Bostrom now says that he doesn’t have any particular interest in the race question, and he’s happy to leave it to others with “more relevant knowledge”. But the 28-year-old email is not the only issue that Oxford has had to consider. As Torres says, the effective altruism/longtermist movement has “suffered a number of scandals since late 2022”.


‘What if everybody decided not to have children?’ The philosopher questioning humanity’s future


Just a month before Bostrom’s incendiary comments came to light, the cryptocurrency entrepreneur Sam Bankman-Fried was extradited from the Bahamas to face charges in the US relating to a multibillion-dollar fraud. Bankman-Fried was a vocal and financial supporter of effective altruism and a close friend of William MacAskill, an academic who has strong links to the FHI and who set up the Centre for Effective Altruism, where Bankman-Fried worked briefly.

It was MacAskill who was said to have persuaded Bankman-Fried a decade ago to seek to earn as much money as possible so that he could give it away. The entrepreneur seemed to follow the first part of that injunction, but then went on to spend $300m in fraudulently earned money on Bahamian real estate. His downfall and subsequent 25-year prison sentence have done little for the moral arguments put forward by the FHI and its associate groups.
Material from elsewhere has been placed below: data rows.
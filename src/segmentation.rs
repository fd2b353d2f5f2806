use std::sync::OnceLock;

use camino::{Utf8Path, Utf8PathBuf};
use regex::Regex;

use crate::error::IngestError;
use crate::store::walk_dir;

pub const RESOLUTIONS_METADATA_FILE: &str = "metadata.json";

fn segmentation_regex() -> &'static Regex {
    static RE: OnceLock<Regex> = OnceLock::new();
    RE.get_or_init(|| Regex::new(r"s(\d+)\.json$").expect("valid segmentation regex"))
}

#[derive(Debug, Clone, PartialEq, Eq)]
pub struct SegmentationFile {
    pub slice: u32,
    pub path: Utf8PathBuf,
}

#[derive(Debug, Clone, Default, PartialEq, Eq)]
pub struct SegmentationFiles {
    pub files: Vec<SegmentationFile>,
    pub resolutions: Option<Utf8PathBuf>,
}

fn is_resolutions_metadata(path: &Utf8Path) -> bool {
    path.file_name() == Some(RESOLUTIONS_METADATA_FILE)
}

pub fn parse_segmentation_path(path: &Utf8Path) -> Result<SegmentationFile, IngestError> {
    let malformed = |reason: String| IngestError::MalformedSegmentationName {
        path: path.as_std_path().to_path_buf(),
        reason,
    };
    let name = path
        .file_name()
        .ok_or_else(|| malformed("missing file name".to_string()))?;
    let captures = segmentation_regex()
        .captures(name)
        .ok_or_else(|| malformed("unable to extract the slice number".to_string()))?;
    let slice = captures[1]
        .parse()
        .map_err(|_| malformed(format!("slice '{}' is out of range", &captures[1])))?;
    Ok(SegmentationFile {
        slice,
        path: path.to_path_buf(),
    })
}

pub fn find_segmentation_files(paths: &[Utf8PathBuf]) -> Result<SegmentationFiles, IngestError> {
    let mut found = SegmentationFiles::default();

    match paths {
        [dir] if dir.as_std_path().is_dir() => {
            for path in walk_dir(dir.as_std_path())? {
                let path = Utf8PathBuf::from_path_buf(path).map_err(|path| {
                    IngestError::Filesystem(format!(
                        "non-utf8 segmentation path: {}",
                        path.display()
                    ))
                })?;
                if !path.as_std_path().is_file() || path.extension() != Some("json") {
                    continue;
                }
                if is_resolutions_metadata(&path) {
                    if path.parent() == Some(dir.as_path()) {
                        found.resolutions = Some(path);
                    }
                    continue;
                }
                found.files.push(parse_segmentation_path(&path)?);
            }
        }
        _ => {
            for path in paths {
                if is_resolutions_metadata(path) {
                    found.resolutions = Some(path.clone());
                } else if segmentation_regex().is_match(path.as_str()) {
                    found.files.push(parse_segmentation_path(path)?);
                }
            }
        }
    }

    found.files.sort_by(|a, b| a.slice.cmp(&b.slice).then_with(|| a.path.cmp(&b.path)));
    tracing::debug!(count = found.files.len(), "discovered segmentation files");
    Ok(found)
}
If that wasn’t enough, the coup last November that briefly dislodged Sam Altman as the CEO of Open AI, the company behind ChatGPT, was attributed to company board members who were supporters of EA. Altman’s speedy return was seen as a defeat for the EA community, and, says Torres, “has seriously undermined the influence of EA/longtermism within Silicon Valley”.

All of this, of course, seems a long way from the not insubstantial matter of preserving humanity, which is the cause for which the FHI was ostensibly set up. No doubt that noble endeavour will find other academic avenues to explore, but perhaps without the cultish ideological framework that left the institute with a bright future behind it.